Updated: May 6, 2020

A new type of temperature-dependent coating on white LEDs could pave the way for lights that are not only energy-efficient but also emit a cosy warm glow when dimmed.





Incandescent lamps naturally emit warmer colours when dimmed. This is not normally the case with LEDs. Creating ‘cosy’ LEDs is typically complicated and costly, but this might soon change thanks to a new approach developed by Dutch researchers.


When the 2014 Nobel Prize in Physics was awarded last October to three Japanese-born scientists for the invention of blue light-emitting diodes (LEDs), the prize committee declared LED lamps would light the 21st century. Now researchers from the Netherlands have found a novel way to ensure the lights of the future are not only energy-efficient but also emit a cosy warmth.


“We demonstrated a seemingly simple – but in fact sophisticated – way to create LED lights that change in a natural way to a cosy, warm white colour when dimmed,” says Hugo Cornelissen, a principal scientist in the Optics Research Department at Philips Research Eindhoven, a corporate scientific research entity owned by the company Royal Philips in the Netherlands.


Cornelissen and his colleagues from the Eindhoven University of Technology describe their new LEDs in a paper published in the open-access journal Optics Express.

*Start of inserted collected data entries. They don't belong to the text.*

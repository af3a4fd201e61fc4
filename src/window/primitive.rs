//! Fixed-window primitive: visible-range computation and scroll state.

use super::offsets::OffsetIndex;
use super::range::RenderedRange;
use super::style::RowStyle;

/// Viewport extent of a windowed list.
#[derive(Debug, Clone, Copy, PartialEq)]
pub struct Viewport {
    /// Scrollable axis extent.
    pub height: f64,
    /// Cross-axis extent, handed through to row styles.
    pub width: f64,
}

impl Viewport {
    /// Create a viewport.
    pub fn new(height: f64, width: f64) -> Self {
        Self { height, width }
    }
}

/// The windowing primitive: given an item count, a per-index size lookup,
/// and viewport dimensions, decides which index range is rendered and where
/// each row sits.
///
/// The window holds no row data and never calls back into the host except
/// through the size lookup passed to each operation. Size changes are
/// communicated by [`reset_after`](Window::reset_after), which discards
/// cached cumulative offsets from the given index onward.
///
/// Scroll offsets are clamped to `[0, max(0, total - viewport_height)]` on
/// every mutation, so a blank viewport cannot be produced by scrolling.
#[derive(Debug)]
pub struct Window {
    offsets: OffsetIndex,
    viewport: Viewport,
    scroll_offset: f64,
    overscan: usize,
    resets: u64,
}

impl Window {
    /// Create a window over the given viewport with `overscan` extra rows
    /// rendered on each side of the visible range.
    pub fn new(viewport: Viewport, overscan: usize) -> Self {
        Self {
            offsets: OffsetIndex::new(),
            viewport,
            scroll_offset: 0.0,
            overscan,
            resets: 0,
        }
    }

    /// Current viewport.
    pub fn viewport(&self) -> Viewport {
        self.viewport
    }

    /// Replace the viewport. Offsets are unaffected; callers whose row sizes
    /// depend on width must also invalidate.
    pub fn set_viewport(&mut self, viewport: Viewport) {
        self.viewport = viewport;
    }

    /// Configured overscan row count.
    pub fn overscan(&self) -> usize {
        self.overscan
    }

    /// Current scroll offset from the top of the content.
    pub fn scroll_offset(&self) -> f64 {
        self.scroll_offset
    }

    /// Discard cached offsets for `index` and everything after it.
    pub fn reset_after(&mut self, index: usize) {
        self.offsets.reset_after(index);
        self.resets += 1;
        tracing::trace!(index, "window offsets invalidated");
    }

    /// How many times [`reset_after`](Window::reset_after) has been called.
    ///
    /// Lets hosts (and tests) observe that redundant size reports do not
    /// invalidate anything.
    pub fn reset_count(&self) -> u64 {
        self.resets
    }

    /// Number of rows with currently cached geometry.
    pub fn cached_rows(&self) -> usize {
        self.offsets.valid_len()
    }

    /// Set the scroll offset, clamped against the current total size.
    pub fn set_scroll_offset(&mut self, offset: f64, count: usize, estimate: f64) {
        let total = self.total_size(count, estimate);
        let max = (total - self.viewport.height).max(0.0);
        self.scroll_offset = offset.clamp(0.0, max);
    }

    /// Scroll so the row at `index` sits at the top of the viewport
    /// (clamped to valid scroll range, and to the last row for an
    /// out-of-bounds index).
    pub fn scroll_to_item<F>(&mut self, index: usize, count: usize, size_of: &mut F, estimate: f64)
    where
        F: FnMut(usize) -> f64,
    {
        if count == 0 {
            self.scroll_offset = 0.0;
            return;
        }
        let target = self.offsets.slot(index.min(count - 1), size_of).offset;
        self.set_scroll_offset(target, count, estimate);
    }

    /// Compute the rendered index range for the current scroll position.
    ///
    /// Returns `None` when there are no items.
    pub fn range<F>(&mut self, count: usize, size_of: &mut F) -> Option<RenderedRange>
    where
        F: FnMut(usize) -> f64,
    {
        if count == 0 {
            return None;
        }

        let start = self
            .offsets
            .start_index_for(self.scroll_offset, count, size_of);
        let stop = self.offsets.stop_index_for(
            start,
            self.scroll_offset + self.viewport.height,
            count,
            size_of,
        );

        Some(RenderedRange {
            visible_start: start,
            visible_stop: stop,
            overscan_start: start.saturating_sub(self.overscan),
            overscan_stop: (stop + self.overscan).min(count - 1),
        })
    }

    /// Position descriptor for the row at `index`.
    pub fn item_style<F>(&mut self, index: usize, size_of: &mut F) -> RowStyle
    where
        F: FnMut(usize) -> f64,
    {
        let slot = self.offsets.slot(index, size_of);
        RowStyle::vertical(slot.offset, self.viewport.width, slot.size)
    }

    /// Total content size: cached prefix plus `estimate` per uncached row.
    pub fn total_size(&self, count: usize, estimate: f64) -> f64 {
        self.offsets.total_size(count, estimate)
    }
}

Natural preference for warm colours


Incandescent lamps naturally emit warmer colours when dimmed, and Cornelissen says our general preference for redder colours in low-light situations might even have developed far back in time when humans “experienced the daily rhythm of sunrise, bright daylight at noon, and sunset, each with their corresponding colour temperatures.”


LEDs, however, don’t normally change colour at different light intensities. Other groups have used multiple colour LEDs and complex control circuitry to make lights that turn redder as the power is turned down. The added complexity comes with its drawbacks: multiple components can increase the cost and the risk of failure, and mixing the light from multiple LEDs without creating colour shadows and other light artifacts is a tricky business.


The Dutch research team tried an entirely different approach to creating cosy LEDs. The scientists had noticed that when they embedded LEDs in coated textiles or transparent materials, the colour of the emitted light would sometimes change.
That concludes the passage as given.